Albert Einstein once said, “The leader is one who, out of the clutter, brings simplicity... out of discord, harmony... and out of difficulty, opportunity.”
Balancing the technical with the strategy and empathy.
A common challenge for leaders is developing the skill of balance. Staying deeply connected with the work and the people, yet having enough distance to appreciate and see opportunities, leverage organizational strategy, and orchestrate the talent around you. This dance requires continually zooming in and out, attending to details while also empowering others to find solutions and experience failures.
As you move up in the organization, attending to the details (which lead you to this position) is no longer the primary expectation. Your genius lies in broader thinking and an ability to see what others can not.
A great article in ScienceDirect, titled, Balancing Leadership in Projects: Role of the socio-cognitive Space introduces the contemporary theory of “balanced leadership.” This refers to the idea that “leadership is not static but shifts in situational contingency to the best possible leader at any point in time.”
This is the leadership dance; creating fluidity in your perspective, focus, and support. A seamless give and take.
This article exposes the intricacies between how “shared and distributed leadership emerged as complements to vertical or positional leadership.” Giving yourself permission to integrate many forms of oversight, depending upon the team, talent, and need. This is the art of leadership.
A question for you: “Why is this so hard?” Why is it hard to let go (link to another Weekly Wisdom that covers this question) and surrender to the voice and expertise of another?

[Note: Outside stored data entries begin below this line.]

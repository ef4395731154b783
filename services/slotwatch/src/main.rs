//! slotwatch binary.
//!
//! Without flags, runs one combined check, prints the result and exits
//! (status 1 if the check fails). With `--bot`, runs the chat bot until
//! interrupted.

use std::process::ExitCode;
use std::sync::Arc;
use std::time::Duration;

use anyhow::{Context, Result};
use clap::Parser;
use tokio::sync::{mpsc, watch};
use tracing::{error, info, warn};
use tracing_subscriber::{layer::SubscriberExt, util::SubscriberInitExt, EnvFilter};

use slotwatch::message::render_one_shot;
use slotwatch::transport::TelegramTransport;
use slotwatch::{
    AvailabilitySource, BookingSource, CommandHandler, Config, LogFormat, Notifier, Reconciler,
    ReconcilerConfig, Registry,
};

/// Appointment availability watcher.
#[derive(Debug, Parser)]
#[command(name = "slotwatch", version, about)]
struct Cli {
    /// Run continuously as a chat bot instead of checking once.
    #[arg(long)]
    bot: bool,
}

#[tokio::main]
async fn main() -> Result<ExitCode> {
    let cli = Cli::parse();
    let config = Config::from_env().context("invalid configuration")?;
    init_tracing(&config);

    info!(
        endpoint = %config.endpoint,
        targets = config.targets.len(),
        time_zone = %config.time_zone,
        window_months = config.window_months,
        "Configuration loaded"
    );

    if cli.bot {
        run_bot(config).await?;
        Ok(ExitCode::SUCCESS)
    } else {
        run_once(&config).await
    }
}

fn init_tracing(config: &Config) {
    let filter = EnvFilter::try_from_default_env()
        .unwrap_or_else(|_| EnvFilter::new(config.log_level.as_str()));
    let registry = tracing_subscriber::registry().with(filter);

    match config.log_format {
        LogFormat::Json => registry.with(tracing_subscriber::fmt::layer().json()).init(),
        LogFormat::Pretty => registry.with(tracing_subscriber::fmt::layer()).init(),
    }
}

async fn run_once(config: &Config) -> Result<ExitCode> {
    let source = BookingSource::from_config(config)?;

    match source.check().await {
        Ok(check) => {
            println!("{}", render_one_shot(&check, &config.booking_url));
            Ok(ExitCode::SUCCESS)
        }
        Err(e) => {
            error!(error = %e, "Availability check failed");
            eprintln!("Error checking availability: {e}");
            Ok(ExitCode::FAILURE)
        }
    }
}

async fn run_bot(config: Config) -> Result<()> {
    let token = config
        .telegram_token
        .as_deref()
        .context("TELEGRAM_BOT_TOKEN must be set in bot mode")?;

    info!("Starting slotwatch bot");

    let telegram = Arc::new(TelegramTransport::new(&config.telegram_api_url, token)?);
    let me = telegram
        .get_me()
        .await
        .context("failed to authenticate with the Telegram Bot API")?;
    info!(
        bot_id = me.id,
        bot_username = me.username.as_deref().unwrap_or("unknown"),
        "Authorized on chat account"
    );

    let source: Arc<dyn AvailabilitySource> = Arc::new(BookingSource::from_config(&config)?);
    let registry = Arc::new(Registry::new());

    let (shutdown_tx, shutdown_rx) = watch::channel(false);
    let (transition_tx, transition_rx) = mpsc::channel(16);
    let (inbound_tx, inbound_rx) = mpsc::channel(64);

    let notifier = Arc::new(Notifier::new(
        Arc::clone(&registry),
        Arc::clone(&source),
        telegram.clone(),
        config.booking_url.clone(),
    ));

    let handler = CommandHandler::new(
        Arc::clone(&registry),
        Arc::clone(&source),
        telegram.clone(),
        config.booking_url.clone(),
        config.digest_interval(),
    );

    let reconciler = Reconciler::new(
        Arc::clone(&source),
        transition_tx,
        ReconcilerConfig {
            check_interval: config.check_interval(),
        },
    );

    let reconciler_handle = tokio::spawn(reconciler.run(shutdown_rx.clone()));

    let transitions_handle = tokio::spawn({
        let notifier = Arc::clone(&notifier);
        let shutdown_rx = shutdown_rx.clone();
        async move { notifier.run_transitions(transition_rx, shutdown_rx).await }
    });

    let digest_handle = tokio::spawn({
        let notifier = Arc::clone(&notifier);
        let shutdown_rx = shutdown_rx.clone();
        let interval = config.digest_interval();
        async move { notifier.run_digest(interval, shutdown_rx).await }
    });

    let updates_handle = tokio::spawn({
        let telegram = Arc::clone(&telegram);
        let shutdown_rx = shutdown_rx.clone();
        async move { telegram.run_updates(inbound_tx, shutdown_rx).await }
    });

    let handler_handle = tokio::spawn(async move { handler.run(inbound_rx, shutdown_rx).await });

    info!(
        check_interval_secs = config.check_interval_secs,
        digest_interval_secs = config.digest_interval_secs,
        "Bot is running"
    );

    shutdown_signal().await;
    info!("Received shutdown signal");

    let _ = shutdown_tx.send(true);

    info!("Waiting for workers to shut down...");
    let workers = async {
        for (name, handle) in [
            ("reconciler", reconciler_handle),
            ("transitions", transitions_handle),
            ("digest", digest_handle),
            ("updates", updates_handle),
            ("commands", handler_handle),
        ] {
            if let Err(e) = handle.await {
                error!(worker = name, error = %e, "Worker task panicked");
            }
        }
    };
    if tokio::time::timeout(Duration::from_secs(5), workers)
        .await
        .is_err()
    {
        warn!("Workers did not stop in time");
    }

    info!("Shutdown complete");
    Ok(())
}

/// Resolves on Ctrl+C, or SIGTERM on unix.
async fn shutdown_signal() {
    let ctrl_c = async {
        if let Err(e) = tokio::signal::ctrl_c().await {
            error!(error = %e, "Failed to listen for Ctrl+C");
            std::future::pending::<()>().await;
        }
    };

    #[cfg(unix)]
    {
        use tokio::signal::unix::{signal, SignalKind};

        match signal(SignalKind::terminate()) {
            Ok(mut sigterm) => {
                tokio::select! {
                    _ = ctrl_c => {}
                    _ = sigterm.recv() => {}
                }
            }
            Err(e) => {
                warn!(error = %e, "Failed to register SIGTERM handler");
                ctrl_c.await;
            }
        }
    }

    #[cfg(not(unix))]
    ctrl_c.await;
}
//! Notification fan-out.
//!
//! The notifier:
//! - Broadcasts transition events to every known subscriber
//! - Runs its own combined check on each digest tick and sends the result
//!   to digest subscribers
//!
//! Recipients are taken from a registry snapshot. A failed delivery is
//! logged and skipped; the rest of the batch still goes out and nothing is
//! retried until the next cycle.

use std::collections::BTreeSet;
use std::sync::Arc;
use std::time::Duration;

use slotwatch_booking::ProbeError;
use tokio::sync::{mpsc, watch};
use tokio::time::{Instant, MissedTickBehavior};
use tracing::{debug, error, info, warn};

use crate::message::{Notice, NoticeKind};
use crate::registry::{ChatId, Registry};
use crate::source::AvailabilitySource;
use crate::state::Transition;
use crate::transport::{OutboundMessage, Transport};

/// Outcome of one broadcast.
#[derive(Debug, Clone, Copy, Default, PartialEq, Eq)]
pub struct DeliveryReport {
    pub attempted: usize,
    pub delivered: usize,
    pub failed: usize,
}

/// Sends availability notices to subscribers.
pub struct Notifier {
    registry: Arc<Registry>,
    source: Arc<dyn AvailabilitySource>,
    transport: Arc<dyn Transport>,
    booking_url: String,
}

impl Notifier {
    pub fn new(
        registry: Arc<Registry>,
        source: Arc<dyn AvailabilitySource>,
        transport: Arc<dyn Transport>,
        booking_url: impl Into<String>,
    ) -> Self {
        Self {
            registry,
            source,
            transport,
            booking_url: booking_url.into(),
        }
    }

    /// Send a change notice to every known subscriber.
    pub async fn on_transition(&self, transition: &Transition) -> DeliveryReport {
        let recipients = self.registry.snapshot_known().await;
        let notice = Notice::from_transition(transition, &self.booking_url);

        let report = self.broadcast(&recipients, &notice).await;
        info!(
            from = transition.from,
            to = transition.to,
            attempted = report.attempted,
            delivered = report.delivered,
            failed = report.failed,
            "Availability change delivered"
        );
        report
    }

    /// Run one combined check and send the digest to opted-in subscribers.
    ///
    /// The check is independent of the reconciler's state.
    pub async fn digest_once(&self) -> Result<DeliveryReport, ProbeError> {
        let check = self.source.check().await?;
        let recipients = self.registry.snapshot_digest().await;
        let notice = Notice::from_check(NoticeKind::Digest, &check, &self.booking_url);

        let report = self.broadcast(&recipients, &notice).await;
        info!(
            available = check.available,
            attempted = report.attempted,
            delivered = report.delivered,
            failed = report.failed,
            "Digest delivered"
        );
        Ok(report)
    }

    /// Deliver transitions from the reconciler until the channel closes or
    /// shutdown is signalled.
    pub async fn run_transitions(
        &self,
        mut transitions: mpsc::Receiver<Transition>,
        mut shutdown: watch::Receiver<bool>,
    ) {
        info!("Starting transition delivery");

        loop {
            tokio::select! {
                transition = transitions.recv() => {
                    let Some(transition) = transition else {
                        info!("Transition channel closed");
                        break;
                    };
                    self.on_transition(&transition).await;
                }
                _ = shutdown.changed() => {
                    if *shutdown.borrow() {
                        info!("Transition delivery shutting down");
                        break;
                    }
                }
            }
        }
    }

    /// Send a digest every `interval` until shutdown. The first digest goes
    /// out one full interval after start.
    pub async fn run_digest(&self, interval: Duration, mut shutdown: watch::Receiver<bool>) {
        info!(interval_secs = interval.as_secs(), "Starting digest loop");

        let mut timer = tokio::time::interval_at(Instant::now() + interval, interval);
        timer.set_missed_tick_behavior(MissedTickBehavior::Skip);

        loop {
            tokio::select! {
                _ = timer.tick() => {
                    if let Err(e) = self.digest_once().await {
                        error!(error = %e, "Digest check failed");
                    }
                }
                _ = shutdown.changed() => {
                    if *shutdown.borrow() {
                        info!("Digest loop shutting down");
                        break;
                    }
                }
            }
        }
    }

    async fn broadcast(&self, recipients: &BTreeSet<ChatId>, notice: &Notice) -> DeliveryReport {
        let message = OutboundMessage::with_keyboard(notice.render());
        let mut report = DeliveryReport {
            attempted: recipients.len(),
            ..DeliveryReport::default()
        };

        for chat in recipients {
            match self.transport.send(*chat, &message).await {
                Ok(()) => {
                    report.delivered += 1;
                    debug!(chat_id = %chat, "Notice delivered");
                }
                Err(e) => {
                    report.failed += 1;
                    warn!(chat_id = %chat, error = %e, "Failed to deliver notice");
                }
            }
        }

        report
    }
}
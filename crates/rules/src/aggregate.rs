//! Worst-of aggregation of the three per-signal verdicts.

use vigil_core::StatusLevel;

/// Merge the signals present for a component into one overall status.
///
/// File health and level compliance map `true` to healthy and `false` to
/// warning. The result is the worst value present; with no signals at all it
/// is `Unknown`.
pub fn aggregate(
    heartbeat: Option<StatusLevel>,
    file_healthy: Option<bool>,
    level_compliant: Option<bool>,
) -> StatusLevel {
    let signals = heartbeat.into_iter().chain(
        [file_healthy, level_compliant]
            .into_iter()
            .flatten()
            .map(StatusLevel::from_compliance),
    );
    StatusLevel::worst_of(signals)
}
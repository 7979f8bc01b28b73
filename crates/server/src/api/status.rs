//! Aggregated status reads.

use std::sync::Arc;

use axum::extract::{Path, State};
use axum::Json;
use chrono::Utc;

use vigil_core::{ComponentStatus, StatusOverview};

use crate::state::AppState;

use super::{status_error, ApiError};

pub async fn all_statuses(
    State(state): State<Arc<AppState>>,
) -> Result<Json<StatusOverview>, ApiError> {
    state
        .status
        .all_statuses(Utc::now())
        .await
        .map(Json)
        .map_err(status_error)
}

pub async fn component_status(
    State(state): State<Arc<AppState>>,
    Path(component_id): Path<String>,
) -> Result<Json<ComponentStatus>, ApiError> {
    state
        .status
        .component_status(&component_id, Utc::now())
        .await
        .map(Json)
        .map_err(status_error)
}
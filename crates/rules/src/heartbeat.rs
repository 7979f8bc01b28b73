//! Heartbeat liveness classification.

use std::time::Duration;

use chrono::{DateTime, FixedOffset, TimeDelta, TimeZone};

use vigil_core::{HeartbeatSnapshot, HeartbeatVerdict, StatusLevel};

/// Default interval at which components are expected to report.
pub const DEFAULT_HEARTBEAT_INTERVAL: Duration = Duration::from_secs(30);

/// Thresholds derived from the expected reporting interval `I`:
/// younger than `1.5·I` is healthy, younger than `3·I` is a warning,
/// anything older is critical.
#[derive(Debug, Clone, Copy, PartialEq, Eq)]
pub struct HeartbeatPolicy {
    interval: Duration,
}

impl Default for HeartbeatPolicy {
    fn default() -> Self {
        Self::new(DEFAULT_HEARTBEAT_INTERVAL)
    }
}

impl HeartbeatPolicy {
    pub fn new(interval: Duration) -> Self {
        Self { interval }
    }

    pub fn interval(&self) -> Duration {
        self.interval
    }

    fn healthy_limit(&self) -> TimeDelta {
        to_delta(self.interval * 3 / 2)
    }

    fn warning_limit(&self) -> TimeDelta {
        to_delta(self.interval * 3)
    }

    /// Classify a heartbeat snapshot at `now`.
    ///
    /// A missing snapshot is `Offline`. A reported dead process is `Critical`
    /// whatever its timestamp. Otherwise an empty timestamp or one that does
    /// not parse as RFC 3339 is `Offline`. Timestamps in the future count as
    /// fresh.
    pub fn evaluate<Z: TimeZone>(
        &self,
        snapshot: Option<&HeartbeatSnapshot>,
        now: &DateTime<Z>,
    ) -> StatusLevel {
        let Some(snapshot) = snapshot else {
            return StatusLevel::Offline;
        };
        if !snapshot.process_exists {
            return StatusLevel::Critical;
        }
        let Some(reported_at) = parse_timestamp(&snapshot.timestamp) else {
            return StatusLevel::Offline;
        };

        let age = now.fixed_offset() - reported_at;
        if age < self.healthy_limit() {
            StatusLevel::Healthy
        } else if age < self.warning_limit() {
            StatusLevel::Warning
        } else {
            StatusLevel::Critical
        }
    }

    /// Liveness view for status reads.
    pub fn verdict<Z: TimeZone>(
        &self,
        snapshot: &HeartbeatSnapshot,
        now: &DateTime<Z>,
    ) -> HeartbeatVerdict {
        HeartbeatVerdict {
            component_id: snapshot.component_id.clone(),
            process_exists: snapshot.process_exists,
            last_heartbeat_at: snapshot.timestamp.clone(),
            status: self.evaluate(Some(snapshot), now),
            declared_level: snapshot.declared_level,
        }
    }
}

fn parse_timestamp(raw: &str) -> Option<DateTime<FixedOffset>> {
    let raw = raw.trim();
    if raw.is_empty() {
        return None;
    }
    DateTime::parse_from_rfc3339(raw).ok()
}

fn to_delta(d: Duration) -> TimeDelta {
    TimeDelta::from_std(d).unwrap_or(TimeDelta::MAX)
}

Why do we hold on so tightly?
Delegation is complex:
Perceived value: We attribute self-worth to external factors (completion of a project, a degree, a title, or platitudes) rather than finding fulfillment within the work itself and knowing that your value is not linked to external validation. This perspective is reiterated by Shirzad Charmine in Positive Intelligence and the saboteur of HyperAchiever. If this resonates, you make it difficult to delegate work and grant “success” to others.
Trust: Without foundational trust, delegation doesn’t feel comfortable or safe. Often, we don’t have the right people on the team, we question their skill, and instead of addressing the real issue, we create work-arounds and withhold delegation. This puts us in the weeds of “doing” rather than orchestrating.
This research article titled Trust and Delegation: Theory and Evidence notes:
“A high-trust society can organize its workplace on a more flexible and group-oriented basis, with more responsibility delegated to lower levels of the organization. Low-trust societies, by contrast, must fence in and isolate their workers with a series of bureaucratic rules.”
Failure: The fear of failure is so paralyzing that relegating control would only increase the likelihood of a mishap, therefore “I must be involved.” This HBR article speaks to Failure Tolerant Leaders and how celebrating and seeking failure leads to better outcomes. Ed Catmull of Pixar said:
“Mistakes aren’t a necessary evil. They aren’t evil at all. They are an inevitable consequence of doing something new (and, as such, should be seen as valuable; without them, we’d have no originality).”
Quality: The “Nobody can do it as well as me”, delegating equates to lowering standards. This idea is also called “self-enhancement bias.” You believe that your way is the right way and that ultimate success is within you. This position underestimates the skill and value of others and frankly, is false. Others may do it differently but most often there are many roads which lead to success.
My Challenge to You:
Take inventory: Have you found balance and can easily navigate the detail work with the need for strategic leadership? Without emotion, deliberately look at your time and where it is spent. What are two or three things that you could shift to another person which then allows you to work more efficiently, provide more value, and derive more happiness?
Look at the four pillars above. Which resonates as the greatest barrier to your team’s success? What small changes might you integrate now that you are mindful of the pitfalls?
Openly discuss these ideas with your team. We are all susceptible to falling victim to these perils. Openly discussing these ideas and normalizing this thinking will create team cohesion, accountability, and the beginning of a shift in the balance.